- Assigned task: For the entries below, repeat exactly each line starting with the one that contains "tracer and thread" and going on through the one that contains "let [width, height]", and no others.

- Extracted entries:
//! JSON scene descriptions.
//!
//! A scene file names the image, its resolution, the camera, and the
//! background, ambient light, lights and geometries of the scene. Colors are
//! `[r, g, b]` in 0-255 units; material coefficients are either a single
//! number or an `[r, g, b]` triple.

use std::fs;
use std::path::Path;

use anyhow::{Context, Result};
use lumen_math::{Color, Factor, Point, Ray, Vector};
use lumen_renderer::{
    AmbientLight, Camera, Cylinder, DirectionalLight, Geometries, Material, Plane, PointLight, Polygon, Scene,
    Sphere, SpotLight, Triangle, Tube,
};
use serde::Deserialize;

type Triple = [f64; 3];

#[derive(Debug, Deserialize)]
#[serde(deny_unknown_fields)]
pub struct SceneFile {
    pub name: String,
    #[serde(default = "default_resolution")]
    pub resolution: [u32; 2],
    #[serde(default)]
    pub background: Triple,
    #[serde(default)]
    pub ambient_light: Option<AmbientDesc>,
    pub camera: CameraDesc,
    #[serde(default)]
    pub geometries: Vec<GeometryDesc>,
    #[serde(default)]
    pub lights: Vec<LightDesc>,
}

fn default_resolution() -> [u32; 2] {
    [500, 500]
}

fn one() -> f64 {
    1.0
}

#[derive(Debug, Deserialize)]
#[serde(deny_unknown_fields)]
pub struct AmbientDesc {
    pub color: Triple,
    #[serde(default = "one")]
    pub ka: f64,
}

#[derive(Debug, Deserialize)]
#[serde(deny_unknown_fields)]
pub struct CameraDesc {
    pub location: Triple,
    pub to: Triple,
    pub up: Triple,
    pub view_plane_size: [f64; 2],
    pub view_plane_distance: f64,
    /// Samples per pixel axis; anti-aliasing is off when absent
    #[serde(default)]
    pub anti_aliasing: Option<u32>,
    #[serde(default)]
    pub seed: u64,
}

/// A material coefficient: one value for all channels, or one per channel.
#[derive(Debug, Clone, Copy, Deserialize)]
#[serde(untagged)]
pub enum FactorDesc {
    Scalar(f64),
    Rgb(Triple),
}

impl Default for FactorDesc {
    fn default() -> Self {
        FactorDesc::Scalar(0.0)
    }
}

impl From<FactorDesc> for Factor {
    fn from(desc: FactorDesc) -> Self {
        match desc {
            FactorDesc::Scalar(k) => Factor::splat(k),
            FactorDesc::Rgb([r, g, b]) => Factor::new(r, g, b),
        }
    }
}

#[derive(Debug, Deserialize)]
#[serde(default, deny_unknown_fields)]
pub struct MaterialDesc {
    pub kd: FactorDesc,
    pub ks: FactorDesc,
    pub kr: FactorDesc,
    pub kt: FactorDesc,
    pub shininess: i32,
    pub refractive_index: f64,
}

impl Default for MaterialDesc {
    fn default() -> Self {
        Self {
            kd: FactorDesc::default(),
            ks: FactorDesc::default(),
            kr: FactorDesc::default(),
            kt: FactorDesc::default(),
            shininess: 1,
            refractive_index: 1.0,
        }
    }
}

impl From<&MaterialDesc> for Material {
    fn from(desc: &MaterialDesc) -> Self {
        Material::new()
            .with_kd(desc.kd)
            .with_ks(desc.ks)
            .with_kr(desc.kr)
            .with_kt(desc.kt)
            .with_shininess(desc.shininess)
            .with_refractive_index(desc.refractive_index)
    }
}

#[derive(Debug, Deserialize)]
pub struct AxisDesc {
    pub head: Triple,
    pub direction: Triple,
}

#[derive(Debug, Deserialize)]
#[serde(tag = "type", rename_all = "snake_case")]
pub enum ShapeDesc {
    Sphere { center: Triple, radius: f64 },
    Plane { point: Triple, normal: Triple },
    Triangle { vertices: [Triple; 3] },
    Polygon { vertices: Vec<Triple> },
    Tube { axis: AxisDesc, radius: f64 },
    Cylinder { axis: AxisDesc, radius: f64, height: f64 },
}

#[derive(Debug, Deserialize)]
pub struct GeometryDesc {
    #[serde(flatten)]
    pub shape: ShapeDesc,
    #[serde(default)]
    pub emission: Triple,
    #[serde(default)]
    pub material: MaterialDesc,
}

#[derive(Debug, Deserialize)]
#[serde(tag = "type", rename_all = "snake_case", deny_unknown_fields)]
pub enum LightDesc {
    Directional {
        intensity: Triple,
        direction: Triple,
    },
    Point {
        intensity: Triple,
        position: Triple,
        #[serde(default = "one")]
        kc: f64,
        #[serde(default)]
        kl: f64,
        #[serde(default)]
        kq: f64,
    },
    Spot {
        intensity: Triple,
        position: Triple,
        direction: Triple,
        #[serde(default = "one")]
        kc: f64,
        #[serde(default)]
        kl: f64,
        #[serde(default)]
        kq: f64,
        #[serde(default = "one")]
        narrow_beam: f64,
    },
}

fn point([x, y, z]: Triple) -> Point {
    Point::new(x, y, z)
}

fn color([r, g, b]: Triple) -> Color {
    Color::new(r, g, b)
}

fn vector([x, y, z]: Triple, what: &str) -> Result<Vector> {
    Vector::new(x, y, z).with_context(|| format!("{what} must not be the zero vector"))
}

impl AxisDesc {
    fn ray(&self) -> Result<Ray> {
        Ok(Ray::new(point(self.head), vector(self.direction, "axis direction")?))
    }
}

impl SceneFile {
    /// Parse a scene description from JSON text.
    pub fn from_json(text: &str) -> Result<Self> {
        serde_json::from_str(text).context("invalid scene description")
    }

    /// Read and parse a scene file.
    pub fn load(path: &Path) -> Result<Self> {
        let text = fs::read_to_string(path).with_context(|| format!("failed to read {}", path.display()))?;
        Self::from_json(&text).with_context(|| format!("failed to load {}", path.display()))
    }

    pub fn build_scene(&self) -> Result<Scene> {
        let mut scene = Scene::new(&self.name).with_background(color(self.background));
        if let Some(ambient) = &self.ambient_light {
            scene = scene.with_ambient_light(AmbientLight::new(color(ambient.color), ambient.ka));
        }

        let mut geometries = Geometries::new();
        for (index, desc) in self.geometries.iter().enumerate() {
            add_geometry(&mut geometries, desc).with_context(|| format!("invalid geometry #{index}"))?;
        }
        scene = scene.with_geometries(geometries);

        for (index, desc) in self.lights.iter().enumerate() {
            scene = add_light(scene, desc).with_context(|| format!("invalid light #{index}"))?;
        }
        Ok(scene)
    }

    /// Camera frame, view plane and anti-aliasing; the ray tracer and thread
    /// count are left to the caller.
    pub fn build_camera(&self) -> Result<Camera> {
        let desc = &self.camera;
        let [width, height] = desc.view_plane_size;
        let camera = Camera::new(
            point(desc.location),
            vector(desc.to, "camera 'to'")?,
            vector(desc.up, "camera 'up'")?,
        )
        .context("invalid camera")?
        .with_view_plane_size(width, height)
        .with_view_plane_distance(desc.view_plane_distance)
        .with_seed(desc.seed);

        Ok(match desc.anti_aliasing {
            Some(samples) => camera.with_anti_aliasing(true, samples),
            None => camera,
        })
    }
}

fn add_geometry(geometries: &mut Geometries, desc: &GeometryDesc) -> Result<()> {
    let emission = color(desc.emission);
    let material = Material::from(&desc.material);

    match &desc.shape {
        ShapeDesc::Sphere { center, radius } => geometries.add(
            Sphere::new(point(*center), *radius)?
                .with_emission(emission)
                .with_material(material),
        ),
        ShapeDesc::Plane { point: q0, normal } => geometries.add(
            Plane::new(point(*q0), vector(*normal, "plane normal")?)
                .with_emission(emission)
                .with_material(material),
        ),
        ShapeDesc::Triangle { vertices: [a, b, c] } => geometries.add(
            Triangle::new(point(*a), point(*b), point(*c))?
                .with_emission(emission)
                .with_material(material),
        ),
        ShapeDesc::Polygon { vertices } => {
            let vertices: Vec<Point> = vertices.iter().copied().map(point).collect();
            geometries.add(
                Polygon::new(&vertices)?
                    .with_emission(emission)
                    .with_material(material),
            )
        }
        ShapeDesc::Tube { axis, radius } => geometries.add(
            Tube::new(axis.ray()?, *radius)?
                .with_emission(emission)
                .with_material(material),
        ),
        ShapeDesc::Cylinder { axis, radius, height } => geometries.add(
            Cylinder::new(axis.ray()?, *radius, *height)?
                .with_emission(emission)
                .with_material(material),
        ),
    }
    Ok(())
}

fn add_light(scene: Scene, desc: &LightDesc) -> Result<Scene> {
    Ok(match desc {
        LightDesc::Directional { intensity, direction } => scene.with_light(DirectionalLight::new(
            color(*intensity),
            vector(*direction, "light direction")?,
        )),
        LightDesc::Point {
            intensity,
            position,
            kc,
            kl,
            kq,
        } => scene.with_light(
            PointLight::new(color(*intensity), point(*position))
                .with_kc(*kc)
                .with_kl(*kl)
                .with_kq(*kq),
        ),
        LightDesc::Spot {
            intensity,
            position,
            direction,
            kc,
            kl,
            kq,
            narrow_beam,
        } => scene.with_light(
            SpotLight::new(
                color(*intensity),
                point(*position),
                vector(*direction, "spot direction")?,
            )
            .with_kc(*kc)
            .with_kl(*kl)
            .with_kq(*kq)
            .with_narrow_beam(*narrow_beam),
        ),
    })
}

#[cfg(test)]
mod tests {
    use super::*;

    const DEMO: &str = include_str!("../../../scenes/mirrors.json");
    const GLASS: &str = include_str!("../../../scenes/glass.json");

    fn minimal(extra: &str) -> String {
        format!(
            r#"{{
                "name": "test",
                "camera": {{
                    "location": [0, 0, 10],
                    "to": [0, 0, -1],
                    "up": [0, 1, 0],
                    "view_plane_size": [4, 4],
                    "view_plane_distance": 5
                }}
                {extra}
            }}"#
        )
    }

    #[test]
    fn test_demo_scene_builds() {
        let desc = SceneFile::from_json(DEMO).unwrap();
        let scene = desc.build_scene().unwrap();
        assert_eq!(scene.geometries.len(), 4);
        assert_eq!(scene.lights.len(), 1);
        assert!(desc.build_camera().is_ok());

        let desc = SceneFile::from_json(GLASS).unwrap();
        assert_eq!(desc.camera.anti_aliasing, Some(3));
        assert_eq!(desc.build_scene().unwrap().geometries.len(), 4);
        assert!(desc.build_camera().is_ok());
    }

    #[test]
    fn test_defaults() {
        let desc = SceneFile::from_json(&minimal("")).unwrap();
        assert_eq!(desc.resolution, [500, 500]);

        let scene = desc.build_scene().unwrap();
        assert_eq!(scene.name, "test");
        assert_eq!(scene.background, Color::BLACK);
        assert_eq!(scene.ambient_light, AmbientLight::NONE);
        assert!(scene.geometries.is_empty());
    }

    #[test]
    fn test_material_factors() {
        let json = minimal(
            r#", "geometries": [{
                "type": "sphere", "center": [0, 0, 0], "radius": 1,
                "emission": [10, 20, 30],
                "material": {"kd": 0.5, "kt": [0.1, 0.2, 0.3], "shininess": 40}
            }]"#,
        );
        let desc = SceneFile::from_json(&json).unwrap();
        let material = Material::from(&desc.geometries[0].material);

        assert_eq!(material.kd, Factor::splat(0.5));
        assert_eq!(material.kt, Factor::new(0.1, 0.2, 0.3));
        assert_eq!(material.ks, Factor::ZERO);
        assert_eq!(material.shininess, 40);
        assert_eq!(material.refractive_index, 1.0);
        assert_eq!(desc.geometries[0].emission, [10.0, 20.0, 30.0]);
    }

    #[test]
    fn test_every_shape_and_light() {
        let json = minimal(
            r#", "geometries": [
                {"type": "sphere", "center": [0, 0, 0], "radius": 1},
                {"type": "plane", "point": [0, -1, 0], "normal": [0, 1, 0]},
                {"type": "triangle", "vertices": [[0, 0, 0], [1, 0, 0], [0, 1, 0]]},
                {"type": "polygon", "vertices": [[0, 0, 0], [1, 0, 0], [1, 1, 0], [0, 1, 0]]},
                {"type": "tube", "axis": {"head": [0, 0, 0], "direction": [0, 1, 0]}, "radius": 0.5},
                {"type": "cylinder", "axis": {"head": [0, 0, 0], "direction": [0, 1, 0]}, "radius": 0.5, "height": 2}
            ],
            "lights": [
                {"type": "directional", "intensity": [100, 100, 100], "direction": [0, -1, 0]},
                {"type": "point", "intensity": [100, 100, 100], "position": [0, 5, 0], "kl": 0.1},
                {"type": "spot", "intensity": [100, 100, 100], "position": [0, 5, 0], "direction": [0, -1, 0], "narrow_beam": 4}
            ]"#,
        );
        let scene = SceneFile::from_json(&json).unwrap().build_scene().unwrap();
        assert_eq!(scene.geometries.len(), 6);
        assert_eq!(scene.lights.len(), 3);
    }

    #[test]
    fn test_invalid_geometry_is_reported() {
        let json = minimal(
            r#", "geometries": [
                {"type": "sphere", "center": [0, 0, 0], "radius": 1},
                {"type": "polygon", "vertices": [[0, 0, 0], [1, 0, 0]]}
            ]"#,
        );
        let err = SceneFile::from_json(&json).unwrap().build_scene().err().unwrap();
        assert!(format!("{err:#}").contains("invalid geometry #1"));
    }

    #[test]
    fn test_invalid_camera_is_reported() {
        let json = r#"{
            "name": "bad camera",
            "camera": {
                "location": [0, 0, 0], "to": [0, 0, -1], "up": [0, 1, 1],
                "view_plane_size": [1, 1], "view_plane_distance": 1
            }
        }"#;
        let err = SceneFile::from_json(json).unwrap().build_camera().err().unwrap();
        assert!(format!("{err:#}").contains("orthogonal"));
    }

    #[test]
    fn test_unknown_fields_rejected() {
        assert!(SceneFile::from_json(&minimal(r#", "colour": [1, 2, 3]"#)).is_err());
        assert!(SceneFile::from_json(&minimal(r#", "geometries": [{"type": "torus"}]"#)).is_err());
    }
}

- Task solution:
    /// Camera frame, view plane and anti-aliasing; the ray tracer and thread
    /// count are left to the caller.
    pub fn build_camera(&self) -> Result<Camera> {
        let desc = &self.camera;
        let [width, height] = desc.view_plane_size;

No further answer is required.